= EXERCISE INSTRUCTIONS =
Print all of the data exactly, with no line missing.
[INPUT MATERIAL Boundary: Start]
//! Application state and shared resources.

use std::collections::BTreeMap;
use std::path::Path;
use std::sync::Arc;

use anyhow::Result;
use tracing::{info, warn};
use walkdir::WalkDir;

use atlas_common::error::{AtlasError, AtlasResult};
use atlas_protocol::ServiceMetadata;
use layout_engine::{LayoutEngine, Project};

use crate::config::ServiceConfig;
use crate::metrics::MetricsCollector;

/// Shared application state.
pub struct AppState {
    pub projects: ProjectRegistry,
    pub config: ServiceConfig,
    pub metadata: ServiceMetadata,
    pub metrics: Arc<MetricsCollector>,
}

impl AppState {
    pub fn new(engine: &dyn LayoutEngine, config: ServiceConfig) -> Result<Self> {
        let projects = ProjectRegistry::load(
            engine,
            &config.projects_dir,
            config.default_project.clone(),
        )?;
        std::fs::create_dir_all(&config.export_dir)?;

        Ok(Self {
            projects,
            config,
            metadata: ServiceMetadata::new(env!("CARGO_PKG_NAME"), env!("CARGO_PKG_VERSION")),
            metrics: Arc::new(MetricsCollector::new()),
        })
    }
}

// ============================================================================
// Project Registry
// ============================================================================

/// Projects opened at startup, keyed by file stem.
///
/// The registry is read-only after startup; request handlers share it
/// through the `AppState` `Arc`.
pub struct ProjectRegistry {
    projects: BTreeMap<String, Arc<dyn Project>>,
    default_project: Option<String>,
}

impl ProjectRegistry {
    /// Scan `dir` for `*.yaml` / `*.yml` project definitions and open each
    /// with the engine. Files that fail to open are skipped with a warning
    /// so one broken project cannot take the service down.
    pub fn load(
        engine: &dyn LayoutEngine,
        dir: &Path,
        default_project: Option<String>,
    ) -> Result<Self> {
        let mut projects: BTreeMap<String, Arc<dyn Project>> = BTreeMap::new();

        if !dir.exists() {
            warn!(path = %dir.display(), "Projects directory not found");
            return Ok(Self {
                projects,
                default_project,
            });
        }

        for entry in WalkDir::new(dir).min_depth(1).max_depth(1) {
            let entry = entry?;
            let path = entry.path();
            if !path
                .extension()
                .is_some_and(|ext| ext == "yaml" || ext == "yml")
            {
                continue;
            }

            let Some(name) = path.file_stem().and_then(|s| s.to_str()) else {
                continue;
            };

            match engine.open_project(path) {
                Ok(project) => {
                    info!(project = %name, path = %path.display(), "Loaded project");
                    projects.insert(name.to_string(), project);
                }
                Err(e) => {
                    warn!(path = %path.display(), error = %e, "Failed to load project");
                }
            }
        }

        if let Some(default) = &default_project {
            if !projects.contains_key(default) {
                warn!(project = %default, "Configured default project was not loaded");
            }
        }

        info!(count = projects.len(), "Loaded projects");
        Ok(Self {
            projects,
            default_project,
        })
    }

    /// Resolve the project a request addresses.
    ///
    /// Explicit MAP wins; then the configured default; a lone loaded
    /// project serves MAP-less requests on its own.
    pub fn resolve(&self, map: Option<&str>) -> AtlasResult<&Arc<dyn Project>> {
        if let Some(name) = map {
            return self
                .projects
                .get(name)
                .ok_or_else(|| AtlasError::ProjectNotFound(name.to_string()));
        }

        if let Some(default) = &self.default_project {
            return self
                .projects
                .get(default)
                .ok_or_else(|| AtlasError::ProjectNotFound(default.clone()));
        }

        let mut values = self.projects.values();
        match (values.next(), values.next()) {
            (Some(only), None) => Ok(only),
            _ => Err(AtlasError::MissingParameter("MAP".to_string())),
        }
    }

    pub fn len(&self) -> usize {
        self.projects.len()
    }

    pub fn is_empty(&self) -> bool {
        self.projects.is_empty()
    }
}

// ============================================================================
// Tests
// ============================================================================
[INPUT MATERIAL Boundary: End]
= RESPONSE TO THE EXERCISE =
//! Application state and shared resources.

use std::collections::BTreeMap;
use std::path::Path;
use std::sync::Arc;

use anyhow::Result;
use tracing::{info, warn};
use walkdir::WalkDir;

use atlas_common::error::{AtlasError, AtlasResult};
use atlas_protocol::ServiceMetadata;
use layout_engine::{LayoutEngine, Project};

use crate::config::ServiceConfig;
use crate::metrics::MetricsCollector;

/// Shared application state.
pub struct AppState {
    pub projects: ProjectRegistry,
    pub config: ServiceConfig,
    pub metadata: ServiceMetadata,
    pub metrics: Arc<MetricsCollector>,
}

impl AppState {
    pub fn new(engine: &dyn LayoutEngine, config: ServiceConfig) -> Result<Self> {
        let projects = ProjectRegistry::load(
            engine,
            &config.projects_dir,
            config.default_project.clone(),
        )?;
        std::fs::create_dir_all(&config.export_dir)?;

        Ok(Self {
            projects,
            config,
            metadata: ServiceMetadata::new(env!("CARGO_PKG_NAME"), env!("CARGO_PKG_VERSION")),
            metrics: Arc::new(MetricsCollector::new()),
        })
    }
}

// ============================================================================
// Project Registry
// ============================================================================

/// Projects opened at startup, keyed by file stem.
///
/// The registry is read-only after startup; request handlers share it
/// through the `AppState` `Arc`.
pub struct ProjectRegistry {
    projects: BTreeMap<String, Arc<dyn Project>>,
    default_project: Option<String>,
}

impl ProjectRegistry {
    /// Scan `dir` for `*.yaml` / `*.yml` project definitions and open each
    /// with the engine. Files that fail to open are skipped with a warning
    /// so one broken project cannot take the service down.
    pub fn load(
        engine: &dyn LayoutEngine,
        dir: &Path,
        default_project: Option<String>,
    ) -> Result<Self> {
        let mut projects: BTreeMap<String, Arc<dyn Project>> = BTreeMap::new();

        if !dir.exists() {
            warn!(path = %dir.display(), "Projects directory not found");
            return Ok(Self {
                projects,
                default_project,
            });
        }

        for entry in WalkDir::new(dir).min_depth(1).max_depth(1) {
            let entry = entry?;
            let path = entry.path();
            if !path
                .extension()
                .is_some_and(|ext| ext == "yaml" || ext == "yml")
            {
                continue;
            }

            let Some(name) = path.file_stem().and_then(|s| s.to_str()) else {
                continue;
            };

            match engine.open_project(path) {
                Ok(project) => {
                    info!(project = %name, path = %path.display(), "Loaded project");
                    projects.insert(name.to_string(), project);
                }
                Err(e) => {
                    warn!(path = %path.display(), error = %e, "Failed to load project");
                }
            }
        }

        if let Some(default) = &default_project {
            if !projects.contains_key(default) {
                warn!(project = %default, "Configured default project was not loaded");
            }
        }

        info!(count = projects.len(), "Loaded projects");
        Ok(Self {
            projects,
            default_project,
        })
    }

    /// Resolve the project a request addresses.
    ///
    /// Explicit MAP wins; then the configured default; a lone loaded
    /// project serves MAP-less requests on its own.
    pub fn resolve(&self, map: Option<&str>) -> AtlasResult<&Arc<dyn Project>> {
        if let Some(name) = map {
            return self
                .projects
                .get(name)
                .ok_or_else(|| AtlasError::ProjectNotFound(name.to_string()));
        }

        if let Some(default) = &self.default_project {
            return self
                .projects
                .get(default)
                .ok_or_else(|| AtlasError::ProjectNotFound(default.clone()));
        }

        let mut values = self.projects.values();
        match (values.next(), values.next()) {
            (Some(only), None) => Ok(only),
            _ => Err(AtlasError::MissingParameter("MAP".to_string())),
        }
    }

    pub fn len(&self) -> usize {
        self.projects.len()
    }

    pub fn is_empty(&self) -> bool {
        self.projects.is_empty()
    }
}

// ============================================================================
// Tests
// ============================================================================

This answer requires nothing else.